Un saludo y ¡a charlar!

Amaranto posando en una calle

Nuestra Historia

🍻 De una cerveza al "sí, quiero" 💍

Nuestra historia es tan rara que empezó gracias a una psicóloga y un invento que era básicamente una aplicación de citas para gente con ansiedad social. Nada de deslizar el dedo, solo una promesa de "futuro" y muchos mensajes.

La cosa pintaba a aburrimiento, así que la primera cita fue una inocente "cerveza rápida". Avance de la trama: esa cerveza se convirtió en una tarde entera de risas, cháchara intensa y, para rematar, una cena tan deliciosa que casi nos hace llorar en un restaurante gestionado por unos chicos encantadores. Vamos, que la psicóloga acertó.

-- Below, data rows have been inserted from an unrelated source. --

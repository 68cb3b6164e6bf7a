//! Reducer actions, side-effect intents, and transition logic for the catalog table.

use std::time::Duration;

use catalog_host::{CatalogConfig, CatalogPage, FetchError, PageMetadata, PageRequest};
use thiserror::Error;

use crate::{
    bulk_selector::{
        over_limit_message, parse_bulk_count, plan_bulk_selection, BulkSelectionPlan,
        NEGATIVE_COUNT_MESSAGE,
    },
    model::{BulkSelectorState, Notice, RequestId, TableState},
};

#[derive(Debug, Clone, PartialEq)]
/// Actions accepted by [`reduce_table`].
pub enum TableAction {
    /// Request one page of records from the catalog service.
    LoadPage {
        /// One-based page number.
        page: u32,
    },
    /// Request the most recently requested page again.
    RetryLastPage,
    /// Deliver the outcome of a page request.
    PageLoaded {
        /// Id issued when the request was emitted.
        request_id: RequestId,
        /// Fetched page or transport failure.
        result: Result<CatalogPage, FetchError>,
    },
    /// Flip selection of one displayed row.
    ToggleRowSelection {
        /// Record backing the row.
        record_id: u64,
    },
    /// Header checkbox: select or deselect every displayed row.
    SetPageSelection {
        /// Target state for the displayed rows.
        selected: bool,
    },
    /// Raw text typed into the bulk selector input.
    BulkInputChanged {
        /// Unparsed input value.
        raw: String,
    },
    /// The bulk selector debounce timer fired.
    BulkDebounceElapsed {
        /// Generation the timer was armed for.
        generation: u64,
    },
    /// Deliver the outcome of a bulk selection request.
    BulkSelectionLoaded {
        /// Id issued when the request was emitted.
        request_id: RequestId,
        /// Fetched records or transport failure.
        result: Result<CatalogPage, FetchError>,
    },
}

#[derive(Debug, Clone, PartialEq)]
/// Side-effect intents emitted by [`reduce_table`] for the host to execute.
pub enum TableEffect {
    /// Fetch a page and answer with [`TableAction::PageLoaded`].
    FetchPage {
        /// Id to echo back.
        request_id: RequestId,
        /// Page request to send.
        request: PageRequest,
    },
    /// Cancel any armed debounce timer and arm a new one that answers with
    /// [`TableAction::BulkDebounceElapsed`].
    ScheduleBulkDebounce {
        /// Generation to echo back.
        generation: u64,
        /// Quiet period before firing.
        delay: Duration,
    },
    /// Fetch the bulk selection and answer with [`TableAction::BulkSelectionLoaded`].
    FetchBulkSelection {
        /// Id to echo back.
        request_id: RequestId,
        /// Page-1 request sized to the wanted count.
        request: PageRequest,
    },
    /// Show a transient notification.
    Notify(Notice),
}

#[derive(Debug, Error, Clone, PartialEq, Eq)]
/// Reducer errors for actions that cannot apply to the current state.
pub enum TableReducerError {
    /// Pages are one-based.
    #[error("page {page} is not a valid page number")]
    InvalidPage {
        /// Rejected page number.
        page: u32,
    },
    /// The record is not on the displayed page.
    #[error("record {record_id} is not displayed")]
    RecordNotFound {
        /// Missing record id.
        record_id: u64,
    },
    /// No page has been requested yet.
    #[error("no page request to retry")]
    NothingToRetry,
    /// A newer request superseded this response.
    #[error("discarded stale response for request {}", request_id.0)]
    StaleResponse {
        /// Id of the superseded request.
        request_id: RequestId,
    },
    /// A newer keystroke re-armed the debounce timer.
    #[error("ignored stale debounce generation {generation}")]
    StaleDebounce {
        /// Superseded generation.
        generation: u64,
    },
}

impl TableReducerError {
    /// True for superseded responses and timers, which are expected under normal use.
    pub fn is_stale(&self) -> bool {
        matches!(
            self,
            Self::StaleResponse { .. } | Self::StaleDebounce { .. }
        )
    }
}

Desde ese momento, se desató la aventura. Nuestra vida es una selección de los mejores momentos de escapadas absurdas, viajes que decidimos tres horas antes y mil anécdotas. Tenemos una debilidad por Portugal (sobre todo Lisboa), pero nuestro verdadero talento es encontrar la única carretera sin asfaltar del país o subirnos al tren que, literalmente, pone "Fuera de servicio". La lógica no va con nosotros, pero somos felices así.

Al año, decidimos que nuestro caos merecía compartirse todo el tiempo. Nos fuimos a vivir juntos y trajimos a nuestro peculiar séquito: Lyo, un Pitbull que cree que su trabajo es dar mimos y no ladrar, y Minerva, nuestra ninfa, que se encarga de que nunca falte una música ambiental ruidosa en casa. La convivencia es un reto, claro, pero preferimos decir que es una felicidad muy ruidosa.

Y ahora, el gran final (o el gran inicio): estamos contando los segundos para nuestro "Día B"... No de "B de Bar", ¡sino de B de Boda! Agárrense fuerte, que la próxima aventura empieza con un "Sí, quiero".